SOURCE DATA:
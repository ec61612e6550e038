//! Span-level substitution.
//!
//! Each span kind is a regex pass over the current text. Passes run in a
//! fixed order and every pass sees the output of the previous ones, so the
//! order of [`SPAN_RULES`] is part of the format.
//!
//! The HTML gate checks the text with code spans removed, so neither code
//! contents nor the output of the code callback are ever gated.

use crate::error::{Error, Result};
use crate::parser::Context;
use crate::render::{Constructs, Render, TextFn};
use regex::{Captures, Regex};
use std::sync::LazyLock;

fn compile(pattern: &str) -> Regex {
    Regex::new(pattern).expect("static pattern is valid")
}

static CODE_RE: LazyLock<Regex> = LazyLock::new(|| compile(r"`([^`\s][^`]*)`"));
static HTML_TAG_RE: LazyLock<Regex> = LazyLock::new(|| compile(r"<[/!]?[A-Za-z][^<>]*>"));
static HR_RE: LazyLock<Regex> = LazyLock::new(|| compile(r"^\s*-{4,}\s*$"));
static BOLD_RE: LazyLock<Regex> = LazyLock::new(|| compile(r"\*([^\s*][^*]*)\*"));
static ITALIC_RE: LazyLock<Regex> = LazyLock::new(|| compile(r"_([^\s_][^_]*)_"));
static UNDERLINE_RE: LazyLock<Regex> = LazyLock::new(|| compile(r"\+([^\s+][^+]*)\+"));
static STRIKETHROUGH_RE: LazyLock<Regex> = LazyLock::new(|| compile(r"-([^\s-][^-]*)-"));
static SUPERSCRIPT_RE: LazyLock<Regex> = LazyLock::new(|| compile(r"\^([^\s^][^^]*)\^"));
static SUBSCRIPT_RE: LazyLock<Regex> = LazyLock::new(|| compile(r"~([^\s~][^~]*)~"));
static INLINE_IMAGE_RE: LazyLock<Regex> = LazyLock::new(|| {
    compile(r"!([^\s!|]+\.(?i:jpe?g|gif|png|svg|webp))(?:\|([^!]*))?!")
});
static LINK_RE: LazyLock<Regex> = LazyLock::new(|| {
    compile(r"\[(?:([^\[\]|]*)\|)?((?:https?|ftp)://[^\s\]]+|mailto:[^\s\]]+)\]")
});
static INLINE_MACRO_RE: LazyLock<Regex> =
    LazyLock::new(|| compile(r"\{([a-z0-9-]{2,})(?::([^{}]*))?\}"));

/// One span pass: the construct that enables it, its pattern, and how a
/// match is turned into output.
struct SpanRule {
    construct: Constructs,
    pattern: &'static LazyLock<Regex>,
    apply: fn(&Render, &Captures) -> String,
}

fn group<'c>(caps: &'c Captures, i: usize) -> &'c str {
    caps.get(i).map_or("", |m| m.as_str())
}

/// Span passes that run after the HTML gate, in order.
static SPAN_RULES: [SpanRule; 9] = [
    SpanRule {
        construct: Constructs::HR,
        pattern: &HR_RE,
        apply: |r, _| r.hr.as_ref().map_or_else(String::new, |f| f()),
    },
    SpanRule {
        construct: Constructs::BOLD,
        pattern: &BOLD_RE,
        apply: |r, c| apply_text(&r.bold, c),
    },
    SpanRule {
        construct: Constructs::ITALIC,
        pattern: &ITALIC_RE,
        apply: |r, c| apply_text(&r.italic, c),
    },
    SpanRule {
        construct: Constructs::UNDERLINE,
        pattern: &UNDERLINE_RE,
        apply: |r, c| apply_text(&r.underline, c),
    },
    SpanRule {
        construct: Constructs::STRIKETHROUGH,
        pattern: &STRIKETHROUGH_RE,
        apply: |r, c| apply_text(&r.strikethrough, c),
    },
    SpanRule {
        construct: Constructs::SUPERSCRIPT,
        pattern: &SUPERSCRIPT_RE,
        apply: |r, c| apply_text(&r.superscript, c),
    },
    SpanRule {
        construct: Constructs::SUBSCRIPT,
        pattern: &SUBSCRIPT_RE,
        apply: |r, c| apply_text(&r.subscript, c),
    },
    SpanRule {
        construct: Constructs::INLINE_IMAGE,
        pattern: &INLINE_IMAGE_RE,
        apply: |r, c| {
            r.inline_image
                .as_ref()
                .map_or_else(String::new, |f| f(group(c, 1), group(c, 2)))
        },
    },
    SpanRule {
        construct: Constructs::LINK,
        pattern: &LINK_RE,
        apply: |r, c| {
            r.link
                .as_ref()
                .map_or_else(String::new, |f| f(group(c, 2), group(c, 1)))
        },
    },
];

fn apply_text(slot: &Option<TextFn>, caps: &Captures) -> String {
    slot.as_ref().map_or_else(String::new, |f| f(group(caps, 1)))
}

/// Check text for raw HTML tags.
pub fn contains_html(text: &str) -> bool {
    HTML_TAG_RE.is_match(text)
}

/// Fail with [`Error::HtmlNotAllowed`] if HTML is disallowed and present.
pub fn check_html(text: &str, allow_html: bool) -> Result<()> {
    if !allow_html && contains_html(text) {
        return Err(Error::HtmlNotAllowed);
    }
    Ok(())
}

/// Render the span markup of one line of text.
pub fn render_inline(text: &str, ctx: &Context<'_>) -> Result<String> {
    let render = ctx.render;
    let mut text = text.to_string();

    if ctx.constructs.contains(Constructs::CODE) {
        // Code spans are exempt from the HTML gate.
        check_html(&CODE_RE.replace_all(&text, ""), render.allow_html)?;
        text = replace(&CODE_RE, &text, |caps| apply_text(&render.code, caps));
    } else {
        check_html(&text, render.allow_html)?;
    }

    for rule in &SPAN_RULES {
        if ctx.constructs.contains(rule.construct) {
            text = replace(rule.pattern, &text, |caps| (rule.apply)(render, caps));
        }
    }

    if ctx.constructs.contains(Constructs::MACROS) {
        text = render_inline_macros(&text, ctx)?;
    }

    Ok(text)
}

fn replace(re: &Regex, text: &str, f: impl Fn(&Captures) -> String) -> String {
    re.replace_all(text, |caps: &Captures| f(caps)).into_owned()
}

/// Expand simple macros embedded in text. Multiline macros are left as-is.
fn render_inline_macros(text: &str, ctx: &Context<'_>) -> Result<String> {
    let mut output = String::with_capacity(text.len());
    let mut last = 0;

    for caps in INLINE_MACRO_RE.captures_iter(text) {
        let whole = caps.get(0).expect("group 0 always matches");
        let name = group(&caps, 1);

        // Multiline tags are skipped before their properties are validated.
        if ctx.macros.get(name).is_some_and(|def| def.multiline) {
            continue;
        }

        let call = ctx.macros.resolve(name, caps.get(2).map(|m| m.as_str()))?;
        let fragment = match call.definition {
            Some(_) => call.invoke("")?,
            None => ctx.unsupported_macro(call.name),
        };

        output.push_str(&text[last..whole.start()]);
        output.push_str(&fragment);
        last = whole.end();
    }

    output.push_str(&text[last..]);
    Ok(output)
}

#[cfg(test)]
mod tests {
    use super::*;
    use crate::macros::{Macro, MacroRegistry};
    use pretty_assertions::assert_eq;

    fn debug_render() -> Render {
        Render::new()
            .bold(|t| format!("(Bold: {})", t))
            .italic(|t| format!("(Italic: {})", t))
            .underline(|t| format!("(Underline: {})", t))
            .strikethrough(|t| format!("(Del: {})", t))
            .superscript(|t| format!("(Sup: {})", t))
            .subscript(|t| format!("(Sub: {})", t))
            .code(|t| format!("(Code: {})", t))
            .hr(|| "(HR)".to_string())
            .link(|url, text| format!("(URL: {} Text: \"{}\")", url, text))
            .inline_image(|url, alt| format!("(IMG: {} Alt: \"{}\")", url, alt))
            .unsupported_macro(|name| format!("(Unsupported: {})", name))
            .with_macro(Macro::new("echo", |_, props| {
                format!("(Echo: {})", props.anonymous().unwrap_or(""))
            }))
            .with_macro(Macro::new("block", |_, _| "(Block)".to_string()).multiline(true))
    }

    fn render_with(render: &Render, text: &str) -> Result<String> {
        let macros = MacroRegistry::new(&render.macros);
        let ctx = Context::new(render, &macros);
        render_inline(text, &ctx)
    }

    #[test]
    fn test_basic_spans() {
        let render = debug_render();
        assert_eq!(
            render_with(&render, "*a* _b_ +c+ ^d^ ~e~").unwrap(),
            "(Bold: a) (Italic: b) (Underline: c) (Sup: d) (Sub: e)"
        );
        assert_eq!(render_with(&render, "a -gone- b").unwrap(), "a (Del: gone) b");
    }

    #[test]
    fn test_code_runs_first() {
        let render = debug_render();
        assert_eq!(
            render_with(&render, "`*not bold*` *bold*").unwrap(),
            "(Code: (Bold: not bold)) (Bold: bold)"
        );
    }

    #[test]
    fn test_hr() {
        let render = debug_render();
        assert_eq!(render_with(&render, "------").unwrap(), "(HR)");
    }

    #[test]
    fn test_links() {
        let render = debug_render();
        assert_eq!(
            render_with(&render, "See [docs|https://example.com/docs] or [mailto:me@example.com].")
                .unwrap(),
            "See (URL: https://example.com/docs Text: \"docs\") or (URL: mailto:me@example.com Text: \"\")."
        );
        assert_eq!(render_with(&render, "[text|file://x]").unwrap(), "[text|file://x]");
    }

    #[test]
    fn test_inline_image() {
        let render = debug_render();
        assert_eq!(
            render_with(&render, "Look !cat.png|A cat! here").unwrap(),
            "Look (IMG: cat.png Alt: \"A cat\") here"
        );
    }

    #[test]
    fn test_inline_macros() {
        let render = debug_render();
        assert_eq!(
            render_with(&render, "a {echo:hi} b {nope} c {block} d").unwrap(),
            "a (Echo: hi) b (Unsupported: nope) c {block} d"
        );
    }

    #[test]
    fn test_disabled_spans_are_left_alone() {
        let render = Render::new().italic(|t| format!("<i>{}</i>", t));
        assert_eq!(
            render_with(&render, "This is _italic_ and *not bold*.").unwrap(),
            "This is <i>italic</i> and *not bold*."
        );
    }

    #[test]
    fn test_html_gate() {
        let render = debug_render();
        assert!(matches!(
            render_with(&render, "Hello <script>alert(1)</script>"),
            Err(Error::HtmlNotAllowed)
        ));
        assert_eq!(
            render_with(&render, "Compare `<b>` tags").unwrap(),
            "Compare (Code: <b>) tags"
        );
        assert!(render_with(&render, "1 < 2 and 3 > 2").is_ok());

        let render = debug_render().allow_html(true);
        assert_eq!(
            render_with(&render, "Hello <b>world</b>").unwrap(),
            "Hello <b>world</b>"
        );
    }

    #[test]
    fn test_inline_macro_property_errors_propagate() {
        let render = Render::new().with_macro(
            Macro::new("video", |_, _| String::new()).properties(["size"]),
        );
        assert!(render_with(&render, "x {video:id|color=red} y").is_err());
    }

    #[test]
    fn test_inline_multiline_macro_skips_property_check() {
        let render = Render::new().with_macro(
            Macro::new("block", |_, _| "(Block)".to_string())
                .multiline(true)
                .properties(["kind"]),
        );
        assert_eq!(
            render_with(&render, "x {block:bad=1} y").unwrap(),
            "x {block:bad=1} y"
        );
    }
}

PROBLEM DESCRIPTION: Search the data above for "docs" and copy every line where it turns up.

ANSWER SECTION:
            render_with(&render, "See [docs|https://example.com/docs] or [mailto:me@example.com].")
            "See (URL: https://example.com/docs Text: \"docs\") or (URL: mailto:me@example.com Text: \"\")."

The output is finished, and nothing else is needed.